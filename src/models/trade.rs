//! Canonical trade event model shared by every platform adapter.

use chrono::{DateTime, Utc};
use rust_decimal::Decimal;
use serde::{Deserialize, Serialize};

/// Direction of a trade.
#[derive(Debug, Clone, Copy, PartialEq, Eq, Serialize, Deserialize)]
#[serde(rename_all = "UPPERCASE")]
pub enum TradeAction {
    Buy,
    Sell,
}

impl TradeAction {
    pub fn as_str(&self) -> &'static str {
        match self {
            TradeAction::Buy => "BUY",
            TradeAction::Sell => "SELL",
        }
    }

    /// Opposite direction, used when a follower runs in reverse (hedge) mode.
    pub fn inverted(&self) -> Self {
        match self {
            TradeAction::Buy => TradeAction::Sell,
            TradeAction::Sell => TradeAction::Buy,
        }
    }
}

/// What happened on the leader account.
#[derive(Debug, Clone, Copy, PartialEq, Eq, Serialize, Deserialize)]
#[serde(rename_all = "UPPERCASE")]
pub enum TradeEventKind {
    Open,
    Close,
    Modify,
}

impl TradeEventKind {
    pub fn as_str(&self) -> &'static str {
        match self {
            TradeEventKind::Open => "open",
            TradeEventKind::Close => "close",
            TradeEventKind::Modify => "modify",
        }
    }
}

/// Canonical trade event, produced by the normalizer from platform-native
/// payloads. Everything downstream of an adapter works on this type only.
#[derive(Debug, Clone, Serialize, Deserialize)]
pub struct TradeEvent {
    /// Position ticket on the leader terminal. Unique per leader account;
    /// also the dedupe key for duplicate delivery.
    pub leader_ticket: i64,

    /// Leader-side symbol, possibly carrying a broker suffix (e.g. "EURUSD.m")
    pub symbol: String,

    pub action: TradeAction,

    pub kind: TradeEventKind,

    /// Volume in lots
    pub volume: Decimal,

    /// Execution price on the leader account
    pub price: Decimal,

    /// Realized profit, present on close events
    #[serde(default)]
    pub profit: Option<Decimal>,

    /// EA magic number attached to the leader order, if any
    #[serde(default)]
    pub magic: Option<i64>,

    pub timestamp: DateTime<Utc>,

    /// Leader account the event originated from
    pub source_account_id: String,
}

/// Command dispatched to a follower adapter after the transform pipeline.
#[derive(Debug, Clone, PartialEq, Serialize, Deserialize)]
pub struct CopyCommand {
    /// Leader ticket the command derives from; echoed into the order comment
    /// so reconciliation can map broker positions back to their source.
    pub leader_ticket: i64,

    /// Follower-side symbol after alias mapping and suffix append
    pub symbol: String,

    pub action: TradeAction,

    pub kind: TradeEventKind,

    /// Target volume in lots after multiplier and lot-step normalization
    pub volume: Decimal,

    /// Leader price, advisory only; followers fill at market
    pub price: Decimal,

    #[serde(default)]
    pub magic: Option<i64>,

    /// Order comment tag, e.g. "hedgesync:184467"
    pub comment: String,
}

impl CopyCommand {
    /// Comment tag that marks a broker position as owned by this copier.
    pub fn comment_tag(leader_ticket: i64) -> String {
        format!("hedgesync:{}", leader_ticket)
    }

    /// Parse a leader ticket back out of an order comment, if it is ours.
    pub fn ticket_from_comment(comment: &str) -> Option<i64> {
        comment.strip_prefix("hedgesync:")?.parse().ok()
    }
}

/// Response returned by an adapter for a dispatched command.
#[derive(Debug, Clone, Serialize, Deserialize)]
pub struct CommandResponse {
    pub success: bool,

    /// Ticket assigned on the follower terminal
    #[serde(default)]
    pub ticket: Option<i64>,

    /// Fill price on the follower terminal
    #[serde(default)]
    pub price: Option<Decimal>,

    /// Volume actually filled, when the terminal reports it; absent means
    /// the full requested volume.
    #[serde(default, rename = "filled")]
    pub filled_volume: Option<Decimal>,

    #[serde(default)]
    pub error: Option<String>,
}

==============================

**THE PROBLEM**
Give the entries again in full, exactly as they are written.

**SOLUTION FOR THIS PROBLEM**
filename src/models/trade.rs
//! Canonical trade event model shared by every platform adapter.

use chrono::{DateTime, Utc};
use rust_decimal::Decimal;
use serde::{Deserialize, Serialize};

/// Direction of a trade.
#[derive(Debug, Clone, Copy, PartialEq, Eq, Serialize, Deserialize)]
#[serde(rename_all = "UPPERCASE")]
pub enum TradeAction {
    Buy,
    Sell,
}

impl TradeAction {
    pub fn as_str(&self) -> &'static str {
        match self {
            TradeAction::Buy => "BUY",
            TradeAction::Sell => "SELL",
        }
    }

    /// Opposite direction, used when a follower runs in reverse (hedge) mode.
    pub fn inverted(&self) -> Self {
        match self {
            TradeAction::Buy => TradeAction::Sell,
            TradeAction::Sell => TradeAction::Buy,
        }
    }
}

/// What happened on the leader account.
#[derive(Debug, Clone, Copy, PartialEq, Eq, Serialize, Deserialize)]
#[serde(rename_all = "UPPERCASE")]
pub enum TradeEventKind {
    Open,
    Close,
    Modify,
}

impl TradeEventKind {
    pub fn as_str(&self) -> &'static str {
        match self {
            TradeEventKind::Open => "open",
            TradeEventKind::Close => "close",
            TradeEventKind::Modify => "modify",
        }
    }
}

/// Canonical trade event, produced by the normalizer from platform-native
/// payloads. Everything downstream of an adapter works on this type only.
#[derive(Debug, Clone, Serialize, Deserialize)]
pub struct TradeEvent {
    /// Position ticket on the leader terminal. Unique per leader account;
    /// also the dedupe key for duplicate delivery.
    pub leader_ticket: i64,

    /// Leader-side symbol, possibly carrying a broker suffix (e.g. "EURUSD.m")
    pub symbol: String,

    pub action: TradeAction,

    pub kind: TradeEventKind,

    /// Volume in lots
    pub volume: Decimal,

    /// Execution price on the leader account
    pub price: Decimal,

    /// Realized profit, present on close events
    #[serde(default)]
    pub profit: Option<Decimal>,

    /// EA magic number attached to the leader order, if any
    #[serde(default)]
    pub magic: Option<i64>,

    pub timestamp: DateTime<Utc>,

    /// Leader account the event originated from
    pub source_account_id: String,
}

/// Command dispatched to a follower adapter after the transform pipeline.
#[derive(Debug, Clone, PartialEq, Serialize, Deserialize)]
pub struct CopyCommand {
    /// Leader ticket the command derives from; echoed into the order comment
    /// so reconciliation can map broker positions back to their source.
    pub leader_ticket: i64,

    /// Follower-side symbol after alias mapping and suffix append
    pub symbol: String,

    pub action: TradeAction,

    pub kind: TradeEventKind,

    /// Target volume in lots after multiplier and lot-step normalization
    pub volume: Decimal,

    /// Leader price, advisory only; followers fill at market
    pub price: Decimal,

    #[serde(default)]
    pub magic: Option<i64>,

    /// Order comment tag, e.g. "hedgesync:184467"
    pub comment: String,
}

impl CopyCommand {
    /// Comment tag that marks a broker position as owned by this copier.
    pub fn comment_tag(leader_ticket: i64) -> String {
        format!("hedgesync:{}", leader_ticket)
    }

    /// Parse a leader ticket back out of an order comment, if it is ours.
    pub fn ticket_from_comment(comment: &str) -> Option<i64> {
        comment.strip_prefix("hedgesync:")?.parse().ok()
    }
}

/// Response returned by an adapter for a dispatched command.
#[derive(Debug, Clone, Serialize, Deserialize)]
pub struct CommandResponse {
    pub success: bool,

    /// Ticket assigned on the follower terminal
    #[serde(default)]
    pub ticket: Option<i64>,

    /// Fill price on the follower terminal
    #[serde(default)]
    pub price: Option<Decimal>,

    /// Volume actually filled, when the terminal reports it; absent means
    /// the full requested volume.
    #[serde(default, rename = "filled")]
    pub filled_volume: Option<Decimal>,

    #[serde(default)]
    pub error: Option<String>,
}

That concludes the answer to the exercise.